In recent years, dedicated extreme-precision radial velocity (EPRV) spectrographs have produced vast quantities of high-resolution, high-signal-to-noise time-series spectra for bright stars. These data contain valuable information for the dual purposes of planet detection via the measured RVs and stellar characterization via the co-added spectra. However, considerable data analysis challenges exist in extracting these data products from the observed spectra at the highest possible precision, including the issue of poorly-characterized telluric absorption features and the common use of an assumed stellar spectral template. In both of these examples, precision-limiting reliance on external information can be sidestepped using the data directly.

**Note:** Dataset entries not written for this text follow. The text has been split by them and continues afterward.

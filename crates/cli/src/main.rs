//! # memsensor CLI
//!
//! Command-line entry point.
//!
//! Provides:
//! - Profile loading and validation
//! - Memory sensor inspection
//! - Camera helper listing

mod cli;
mod commands;

use anyhow::Result;
use clap::Parser;
use observability::ObservabilityConfig;
use tracing::info;

use cli::{Cli, Commands};
use commands::{run_helpers, run_info, run_validate};

fn main() -> Result<()> {
    // Load .env file if present
    dotenvy::dotenv().ok();

    let cli = Cli::parse();

    init_logging(&cli)?;

    info!(version = env!("CARGO_PKG_VERSION"), "memsensor starting");

    let result = match &cli.command {
        Commands::Info(args) => run_info(args),
        Commands::Validate(args) => run_validate(args),
        Commands::Helpers(args) => run_helpers(args),
    };

    if let Err(ref e) = result {
        tracing::error!(error = %e, "Command failed");
    }

    result
}

fn init_logging(cli: &Cli) -> Result<()> {
    let default_log_level = if cli.quiet {
        "warn"
    } else {
        match cli.verbose {
            0 => "info",
            1 => "debug",
            _ => "trace",
        }
    };

    observability::init_with_config(ObservabilityConfig {
        log_format: cli.log_format.into(),
        default_log_level: default_log_level.to_string(),
    })
}
//! Bayer layout and media-bus codes
//!
//! A raw pixel format implies a colour-filter order, a bit depth and a
//! packing. The media-bus code that a sensor would put on the wire depends
//! only on the order and the bit depth.

use std::fmt;

use serde::{Deserialize, Serialize};

use crate::PixelFormat as P;
use crate::{ContractError, PixelFormat};
use BayerOrder::{Bggr, Gbrg, Grbg, Mono, Rggb};
use Packing::{Csi2, None as Unpacked};

/// Media-bus code (V4L2 `MEDIA_BUS_FMT_*` value)
#[derive(Debug, Clone, Copy, PartialEq, Eq, Hash, PartialOrd, Ord, Serialize, Deserialize)]
#[serde(transparent)]
pub struct MbusCode(pub u32);

impl MbusCode {
    pub const Y8_1X8: Self = Self(0x2001);
    pub const Y10_1X10: Self = Self(0x200a);
    pub const Y12_1X12: Self = Self(0x2013);
    pub const Y16_1X16: Self = Self(0x202e);
    pub const SBGGR8_1X8: Self = Self(0x3001);
    pub const SGRBG8_1X8: Self = Self(0x3002);
    pub const SBGGR10_1X10: Self = Self(0x3007);
    pub const SBGGR12_1X12: Self = Self(0x3008);
    pub const SGRBG10_1X10: Self = Self(0x300a);
    pub const SGBRG10_1X10: Self = Self(0x300e);
    pub const SRGGB10_1X10: Self = Self(0x300f);
    pub const SGBRG12_1X12: Self = Self(0x3010);
    pub const SGRBG12_1X12: Self = Self(0x3011);
    pub const SRGGB12_1X12: Self = Self(0x3012);
    pub const SGBRG8_1X8: Self = Self(0x3013);
    pub const SRGGB8_1X8: Self = Self(0x3014);
    pub const SBGGR14_1X14: Self = Self(0x3019);
    pub const SGBRG14_1X14: Self = Self(0x301a);
    pub const SGRBG14_1X14: Self = Self(0x301b);
    pub const SRGGB14_1X14: Self = Self(0x301c);
    pub const SBGGR16_1X16: Self = Self(0x301d);
    pub const SGBRG16_1X16: Self = Self(0x301e);
    pub const SGRBG16_1X16: Self = Self(0x301f);
    pub const SRGGB16_1X16: Self = Self(0x3020);
}

impl fmt::Display for MbusCode {
    fn fmt(&self, f: &mut fmt::Formatter<'_>) -> fmt::Result {
        write!(f, "{:#06x}", self.0)
    }
}

/// Colour-filter order of the top-left 2x2 block
#[derive(Debug, Clone, Copy, PartialEq, Eq, Hash, Serialize, Deserialize)]
#[serde(rename_all = "snake_case")]
pub enum BayerOrder {
    Bggr,
    Gbrg,
    Grbg,
    Rggb,
    /// No colour filter
    Mono,
}

/// How samples are laid out in memory
#[derive(Debug, Clone, Copy, PartialEq, Eq, Hash, Default, Serialize, Deserialize)]
#[serde(rename_all = "snake_case")]
pub enum Packing {
    /// One sample per 8 or 16-bit container
    #[default]
    None,
    /// MIPI CSI-2 packing (4 samples in 5 bytes for 10-bit, ...)
    Csi2,
}

/// Bayer layout of a raw pixel format
#[derive(Debug, Clone, Copy, PartialEq, Eq, Hash, Serialize, Deserialize)]
pub struct BayerFormat {
    pub order: BayerOrder,
    pub bit_depth: u8,
    pub packing: Packing,
}

const fn bayer(order: BayerOrder, bit_depth: u8, packing: Packing) -> BayerFormat {
    BayerFormat {
        order,
        bit_depth,
        packing,
    }
}

const PIXEL_FORMAT_TO_BAYER: &[(PixelFormat, BayerFormat)] = &[
    (P::Sbggr8, bayer(Bggr, 8, Unpacked)),
    (P::Sgbrg8, bayer(Gbrg, 8, Unpacked)),
    (P::Sgrbg8, bayer(Grbg, 8, Unpacked)),
    (P::Srggb8, bayer(Rggb, 8, Unpacked)),
    (P::Sbggr10, bayer(Bggr, 10, Unpacked)),
    (P::Sgbrg10, bayer(Gbrg, 10, Unpacked)),
    (P::Sgrbg10, bayer(Grbg, 10, Unpacked)),
    (P::Srggb10, bayer(Rggb, 10, Unpacked)),
    (P::Sbggr12, bayer(Bggr, 12, Unpacked)),
    (P::Sgbrg12, bayer(Gbrg, 12, Unpacked)),
    (P::Sgrbg12, bayer(Grbg, 12, Unpacked)),
    (P::Srggb12, bayer(Rggb, 12, Unpacked)),
    (P::Sbggr14, bayer(Bggr, 14, Unpacked)),
    (P::Sgbrg14, bayer(Gbrg, 14, Unpacked)),
    (P::Sgrbg14, bayer(Grbg, 14, Unpacked)),
    (P::Srggb14, bayer(Rggb, 14, Unpacked)),
    (P::Sbggr16, bayer(Bggr, 16, Unpacked)),
    (P::Sgbrg16, bayer(Gbrg, 16, Unpacked)),
    (P::Sgrbg16, bayer(Grbg, 16, Unpacked)),
    (P::Srggb16, bayer(Rggb, 16, Unpacked)),
    (P::Sbggr10_Csi2p, bayer(Bggr, 10, Csi2)),
    (P::Sgbrg10_Csi2p, bayer(Gbrg, 10, Csi2)),
    (P::Sgrbg10_Csi2p, bayer(Grbg, 10, Csi2)),
    (P::Srggb10_Csi2p, bayer(Rggb, 10, Csi2)),
    (P::Sbggr12_Csi2p, bayer(Bggr, 12, Csi2)),
    (P::Sgbrg12_Csi2p, bayer(Gbrg, 12, Csi2)),
    (P::Sgrbg12_Csi2p, bayer(Grbg, 12, Csi2)),
    (P::Srggb12_Csi2p, bayer(Rggb, 12, Csi2)),
    (P::Sbggr14_Csi2p, bayer(Bggr, 14, Csi2)),
    (P::Sgbrg14_Csi2p, bayer(Gbrg, 14, Csi2)),
    (P::Sgrbg14_Csi2p, bayer(Grbg, 14, Csi2)),
    (P::Srggb14_Csi2p, bayer(Rggb, 14, Csi2)),
    (P::R8, bayer(Mono, 8, Unpacked)),
    (P::R10, bayer(Mono, 10, Unpacked)),
    (P::R12, bayer(Mono, 12, Unpacked)),
    (P::R16, bayer(Mono, 16, Unpacked)),
    (P::R10_Csi2p, bayer(Mono, 10, Csi2)),
    (P::R12_Csi2p, bayer(Mono, 12, Csi2)),
];

const BAYER_TO_MBUS_CODE: &[(BayerOrder, u8, MbusCode)] = &[
    (Bggr, 8, MbusCode::SBGGR8_1X8),
    (Gbrg, 8, MbusCode::SGBRG8_1X8),
    (Grbg, 8, MbusCode::SGRBG8_1X8),
    (Rggb, 8, MbusCode::SRGGB8_1X8),
    (Bggr, 10, MbusCode::SBGGR10_1X10),
    (Gbrg, 10, MbusCode::SGBRG10_1X10),
    (Grbg, 10, MbusCode::SGRBG10_1X10),
    (Rggb, 10, MbusCode::SRGGB10_1X10),
    (Bggr, 12, MbusCode::SBGGR12_1X12),
    (Gbrg, 12, MbusCode::SGBRG12_1X12),
    (Grbg, 12, MbusCode::SGRBG12_1X12),
    (Rggb, 12, MbusCode::SRGGB12_1X12),
    (Bggr, 14, MbusCode::SBGGR14_1X14),
    (Gbrg, 14, MbusCode::SGBRG14_1X14),
    (Grbg, 14, MbusCode::SGRBG14_1X14),
    (Rggb, 14, MbusCode::SRGGB14_1X14),
    (Bggr, 16, MbusCode::SBGGR16_1X16),
    (Gbrg, 16, MbusCode::SGBRG16_1X16),
    (Grbg, 16, MbusCode::SGRBG16_1X16),
    (Rggb, 16, MbusCode::SRGGB16_1X16),
    (Mono, 8, MbusCode::Y8_1X8),
    (Mono, 10, MbusCode::Y10_1X10),
    (Mono, 12, MbusCode::Y12_1X12),
    (Mono, 16, MbusCode::Y16_1X16),
];

impl BayerFormat {
    /// Bayer layout implied by a raw pixel format
    ///
    /// # Errors
    /// `UnmappablePixelFormat` for processed (RGB/YUV) formats.
    pub fn from_pixel_format(format: PixelFormat) -> Result<Self, ContractError> {
        PIXEL_FORMAT_TO_BAYER
            .iter()
            .find(|(candidate, _)| *candidate == format)
            .map(|(_, bayer)| *bayer)
            .ok_or(ContractError::UnmappablePixelFormat { format })
    }

    /// Media-bus code for this layout; packing is irrelevant on the bus
    pub fn to_mbus_code(&self) -> Option<MbusCode> {
        BAYER_TO_MBUS_CODE
            .iter()
            .find(|(order, depth, _)| *order == self.order && *depth == self.bit_depth)
            .map(|(_, _, code)| *code)
    }
}

#[cfg(test)]
mod tests {
    use super::*;

    #[test]
    fn test_csi2_packed_maps_to_unpacked_code() {
        let packed = BayerFormat::from_pixel_format(PixelFormat::Srggb10_Csi2p).unwrap();
        let unpacked = BayerFormat::from_pixel_format(PixelFormat::Srggb10).unwrap();

        assert_eq!(packed.packing, Packing::Csi2);
        assert_eq!(unpacked.packing, Packing::None);
        assert_eq!(packed.to_mbus_code(), Some(MbusCode::SRGGB10_1X10));
        assert_eq!(packed.to_mbus_code(), unpacked.to_mbus_code());
    }

    #[test]
    fn test_every_raw_format_has_a_code() {
        for (format, bayer) in PIXEL_FORMAT_TO_BAYER {
            assert!(
                bayer.to_mbus_code().is_some(),
                "{format} has no media-bus code"
            );
        }
    }

    #[test]
    fn test_mono() {
        let bayer = BayerFormat::from_pixel_format(PixelFormat::R12_Csi2p).unwrap();
        assert_eq!(bayer.order, BayerOrder::Mono);
        assert_eq!(bayer.bit_depth, 12);
        assert_eq!(bayer.to_mbus_code(), Some(MbusCode::Y12_1X12));
    }

    #[test]
    fn test_processed_formats_are_unmappable() {
        for format in [PixelFormat::Rgb888, PixelFormat::Yuv420, PixelFormat::Nv12] {
            let err = BayerFormat::from_pixel_format(format).unwrap_err();
            assert!(matches!(err, ContractError::UnmappablePixelFormat { .. }));
        }
    }

    #[test]
    fn test_mbus_code_display() {
        assert_eq!(MbusCode::SRGGB10_1X10.to_string(), "0x300f");
    }
}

Here we propose a data-driven method to simultaneously extract precise RVs and infer the underlying stellar and telluric spectra using a linear model (in the log of flux). The model employs a convex objective and convex regularization to keep the optimization of the spectral components fast. We implement this method in wobble, an open-source python package which uses TensorFlow in one of its first non-neural-network applications to astronomical data. In this work, we demonstrate the performance of wobble on archival HARPS spectra. We recover the canonical exoplanet 51 Pegasi b, detect the secular RV evolution of the M dwarf Barnard's Star, and retrieve the Rossiter-McLaughlin effect for the Hot Jupiter HD 189733b. The method additionally produces extremely high-S/N composite stellar spectra and detailed time-variable telluric spectra, which we also present here.